(SUPPLIED DATA)

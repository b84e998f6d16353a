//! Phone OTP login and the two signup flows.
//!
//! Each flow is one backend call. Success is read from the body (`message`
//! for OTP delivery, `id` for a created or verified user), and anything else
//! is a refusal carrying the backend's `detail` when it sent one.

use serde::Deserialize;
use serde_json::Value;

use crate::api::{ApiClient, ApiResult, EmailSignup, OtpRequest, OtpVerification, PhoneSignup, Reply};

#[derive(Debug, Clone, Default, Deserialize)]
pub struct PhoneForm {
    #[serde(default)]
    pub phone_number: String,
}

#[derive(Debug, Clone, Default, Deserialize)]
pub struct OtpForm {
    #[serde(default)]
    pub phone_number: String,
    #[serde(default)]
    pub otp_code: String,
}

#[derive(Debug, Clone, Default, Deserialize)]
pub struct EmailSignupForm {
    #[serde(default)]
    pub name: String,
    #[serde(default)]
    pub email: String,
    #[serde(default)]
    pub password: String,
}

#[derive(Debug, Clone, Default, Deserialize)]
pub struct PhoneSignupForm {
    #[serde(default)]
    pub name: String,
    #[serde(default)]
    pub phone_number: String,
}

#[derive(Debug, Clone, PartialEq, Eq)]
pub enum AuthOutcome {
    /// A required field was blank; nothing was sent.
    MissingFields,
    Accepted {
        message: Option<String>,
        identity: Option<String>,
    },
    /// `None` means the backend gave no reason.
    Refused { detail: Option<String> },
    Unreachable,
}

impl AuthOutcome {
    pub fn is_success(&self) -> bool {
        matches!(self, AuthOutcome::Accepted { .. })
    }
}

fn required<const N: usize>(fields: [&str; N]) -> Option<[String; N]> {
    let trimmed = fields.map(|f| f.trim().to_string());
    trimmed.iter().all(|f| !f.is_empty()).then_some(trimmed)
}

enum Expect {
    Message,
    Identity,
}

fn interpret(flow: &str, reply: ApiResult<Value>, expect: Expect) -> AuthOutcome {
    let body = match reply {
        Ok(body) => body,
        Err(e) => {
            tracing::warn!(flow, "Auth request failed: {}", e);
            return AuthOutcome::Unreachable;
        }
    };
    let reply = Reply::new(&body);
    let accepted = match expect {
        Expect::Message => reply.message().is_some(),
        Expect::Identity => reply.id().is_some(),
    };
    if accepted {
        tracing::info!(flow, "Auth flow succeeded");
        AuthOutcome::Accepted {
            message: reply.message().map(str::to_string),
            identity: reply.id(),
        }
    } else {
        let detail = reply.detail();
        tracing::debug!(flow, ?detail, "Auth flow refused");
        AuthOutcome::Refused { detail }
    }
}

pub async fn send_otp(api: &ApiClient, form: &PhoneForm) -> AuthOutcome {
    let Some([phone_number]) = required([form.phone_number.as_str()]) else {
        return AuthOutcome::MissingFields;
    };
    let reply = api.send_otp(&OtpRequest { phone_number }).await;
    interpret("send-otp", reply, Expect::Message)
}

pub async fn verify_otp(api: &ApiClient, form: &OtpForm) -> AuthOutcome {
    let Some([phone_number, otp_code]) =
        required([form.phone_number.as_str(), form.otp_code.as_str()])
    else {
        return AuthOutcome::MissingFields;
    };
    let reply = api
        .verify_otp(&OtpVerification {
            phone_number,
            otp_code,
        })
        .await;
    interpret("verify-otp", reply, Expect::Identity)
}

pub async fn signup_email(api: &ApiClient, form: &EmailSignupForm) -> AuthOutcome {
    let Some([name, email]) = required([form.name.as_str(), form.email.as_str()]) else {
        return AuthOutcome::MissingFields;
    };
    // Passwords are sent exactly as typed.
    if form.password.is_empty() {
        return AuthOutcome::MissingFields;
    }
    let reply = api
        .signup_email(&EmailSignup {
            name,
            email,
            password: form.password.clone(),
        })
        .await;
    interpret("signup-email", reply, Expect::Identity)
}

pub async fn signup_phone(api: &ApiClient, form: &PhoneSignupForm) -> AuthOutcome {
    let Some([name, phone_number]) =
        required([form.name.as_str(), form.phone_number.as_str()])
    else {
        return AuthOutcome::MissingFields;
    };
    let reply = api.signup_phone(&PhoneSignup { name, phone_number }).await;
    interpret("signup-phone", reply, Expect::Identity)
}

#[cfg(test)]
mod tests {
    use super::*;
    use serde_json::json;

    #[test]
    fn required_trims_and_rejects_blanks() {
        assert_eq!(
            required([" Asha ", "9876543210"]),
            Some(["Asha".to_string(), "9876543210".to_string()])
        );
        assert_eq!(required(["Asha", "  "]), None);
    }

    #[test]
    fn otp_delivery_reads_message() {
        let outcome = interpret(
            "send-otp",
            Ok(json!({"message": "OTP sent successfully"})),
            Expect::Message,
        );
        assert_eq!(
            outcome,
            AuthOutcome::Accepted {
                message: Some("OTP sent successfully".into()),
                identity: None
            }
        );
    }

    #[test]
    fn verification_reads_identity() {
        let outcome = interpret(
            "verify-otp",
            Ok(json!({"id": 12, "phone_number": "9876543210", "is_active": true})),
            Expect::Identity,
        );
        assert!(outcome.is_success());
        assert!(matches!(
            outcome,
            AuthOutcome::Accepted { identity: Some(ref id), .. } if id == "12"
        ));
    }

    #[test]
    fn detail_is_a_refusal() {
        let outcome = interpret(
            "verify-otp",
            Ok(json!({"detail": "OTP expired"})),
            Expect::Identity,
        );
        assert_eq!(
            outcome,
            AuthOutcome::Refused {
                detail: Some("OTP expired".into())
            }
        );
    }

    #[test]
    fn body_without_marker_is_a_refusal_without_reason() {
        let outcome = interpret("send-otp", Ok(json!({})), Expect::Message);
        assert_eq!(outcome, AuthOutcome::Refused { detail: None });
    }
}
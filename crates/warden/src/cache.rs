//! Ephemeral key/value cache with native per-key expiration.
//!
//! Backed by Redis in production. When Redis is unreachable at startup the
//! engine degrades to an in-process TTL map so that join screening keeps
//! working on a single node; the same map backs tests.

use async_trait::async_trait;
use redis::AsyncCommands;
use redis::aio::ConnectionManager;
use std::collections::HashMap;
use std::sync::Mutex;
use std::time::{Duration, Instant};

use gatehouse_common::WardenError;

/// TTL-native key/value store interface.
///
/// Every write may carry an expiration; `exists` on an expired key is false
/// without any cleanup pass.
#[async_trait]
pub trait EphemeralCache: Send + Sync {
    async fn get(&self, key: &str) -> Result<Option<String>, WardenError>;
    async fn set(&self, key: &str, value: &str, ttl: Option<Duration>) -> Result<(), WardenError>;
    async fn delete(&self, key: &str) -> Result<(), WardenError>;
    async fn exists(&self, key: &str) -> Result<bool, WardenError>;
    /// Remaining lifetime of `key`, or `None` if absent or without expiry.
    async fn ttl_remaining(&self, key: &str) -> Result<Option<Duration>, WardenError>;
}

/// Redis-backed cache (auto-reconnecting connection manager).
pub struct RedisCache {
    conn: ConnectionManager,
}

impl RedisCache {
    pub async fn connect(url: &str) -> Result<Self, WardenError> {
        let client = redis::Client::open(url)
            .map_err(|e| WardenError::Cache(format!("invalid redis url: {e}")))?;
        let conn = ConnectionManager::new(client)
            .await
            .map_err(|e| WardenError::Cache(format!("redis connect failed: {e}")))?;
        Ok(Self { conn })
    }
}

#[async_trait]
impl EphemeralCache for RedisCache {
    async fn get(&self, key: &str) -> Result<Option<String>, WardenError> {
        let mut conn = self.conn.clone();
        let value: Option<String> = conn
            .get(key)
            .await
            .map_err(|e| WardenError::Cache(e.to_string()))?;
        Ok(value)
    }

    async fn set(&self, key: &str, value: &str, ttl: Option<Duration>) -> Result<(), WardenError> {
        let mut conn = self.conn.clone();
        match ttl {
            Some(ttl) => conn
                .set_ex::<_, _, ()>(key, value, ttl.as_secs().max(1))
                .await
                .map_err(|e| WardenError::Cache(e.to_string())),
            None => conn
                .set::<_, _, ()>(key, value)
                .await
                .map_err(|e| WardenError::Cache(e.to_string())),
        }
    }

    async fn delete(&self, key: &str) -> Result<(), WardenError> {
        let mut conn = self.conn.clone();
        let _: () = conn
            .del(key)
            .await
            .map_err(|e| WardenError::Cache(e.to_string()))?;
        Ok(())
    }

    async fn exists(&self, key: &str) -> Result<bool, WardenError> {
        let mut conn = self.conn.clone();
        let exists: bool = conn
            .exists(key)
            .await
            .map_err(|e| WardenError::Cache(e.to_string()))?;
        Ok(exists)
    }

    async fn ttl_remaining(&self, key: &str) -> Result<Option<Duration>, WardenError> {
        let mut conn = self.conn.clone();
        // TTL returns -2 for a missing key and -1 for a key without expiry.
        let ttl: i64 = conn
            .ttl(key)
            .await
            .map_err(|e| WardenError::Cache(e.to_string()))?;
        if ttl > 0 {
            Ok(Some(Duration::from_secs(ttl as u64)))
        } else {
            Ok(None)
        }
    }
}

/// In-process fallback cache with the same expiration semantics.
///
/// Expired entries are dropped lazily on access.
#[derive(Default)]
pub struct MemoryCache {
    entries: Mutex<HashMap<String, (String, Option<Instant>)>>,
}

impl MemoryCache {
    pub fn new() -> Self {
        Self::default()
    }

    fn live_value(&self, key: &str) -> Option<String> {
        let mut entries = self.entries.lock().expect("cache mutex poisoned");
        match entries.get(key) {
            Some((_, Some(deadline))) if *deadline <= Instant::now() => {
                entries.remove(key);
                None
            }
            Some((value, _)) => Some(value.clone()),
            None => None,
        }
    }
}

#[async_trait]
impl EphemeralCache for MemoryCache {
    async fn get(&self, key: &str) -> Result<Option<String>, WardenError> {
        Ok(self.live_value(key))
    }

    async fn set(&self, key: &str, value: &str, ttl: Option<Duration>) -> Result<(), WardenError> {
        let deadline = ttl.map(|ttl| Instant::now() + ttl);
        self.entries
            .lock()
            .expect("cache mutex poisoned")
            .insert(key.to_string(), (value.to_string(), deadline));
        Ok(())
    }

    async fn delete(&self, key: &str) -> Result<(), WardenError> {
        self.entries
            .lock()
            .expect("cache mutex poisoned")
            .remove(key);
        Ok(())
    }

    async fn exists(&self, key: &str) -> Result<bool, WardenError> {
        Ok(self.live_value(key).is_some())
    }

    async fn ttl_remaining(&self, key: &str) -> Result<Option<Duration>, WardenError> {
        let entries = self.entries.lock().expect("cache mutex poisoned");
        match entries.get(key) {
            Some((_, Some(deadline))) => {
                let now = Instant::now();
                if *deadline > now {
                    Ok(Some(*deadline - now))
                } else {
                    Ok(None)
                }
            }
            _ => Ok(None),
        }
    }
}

(End SUPPLIED DATA)

* **AIM OF THE EXERCISE**:
Starting at the first line of the records, print each line exactly, stopping after the line that contains "and anything else".

* **REPLY**:
repository b84e998f6d16353a
//! Phone OTP login and the two signup flows.
//!
//! Each flow is one backend call. Success is read from the body (`message`
//! for OTP delivery, `id` for a created or verified user), and anything else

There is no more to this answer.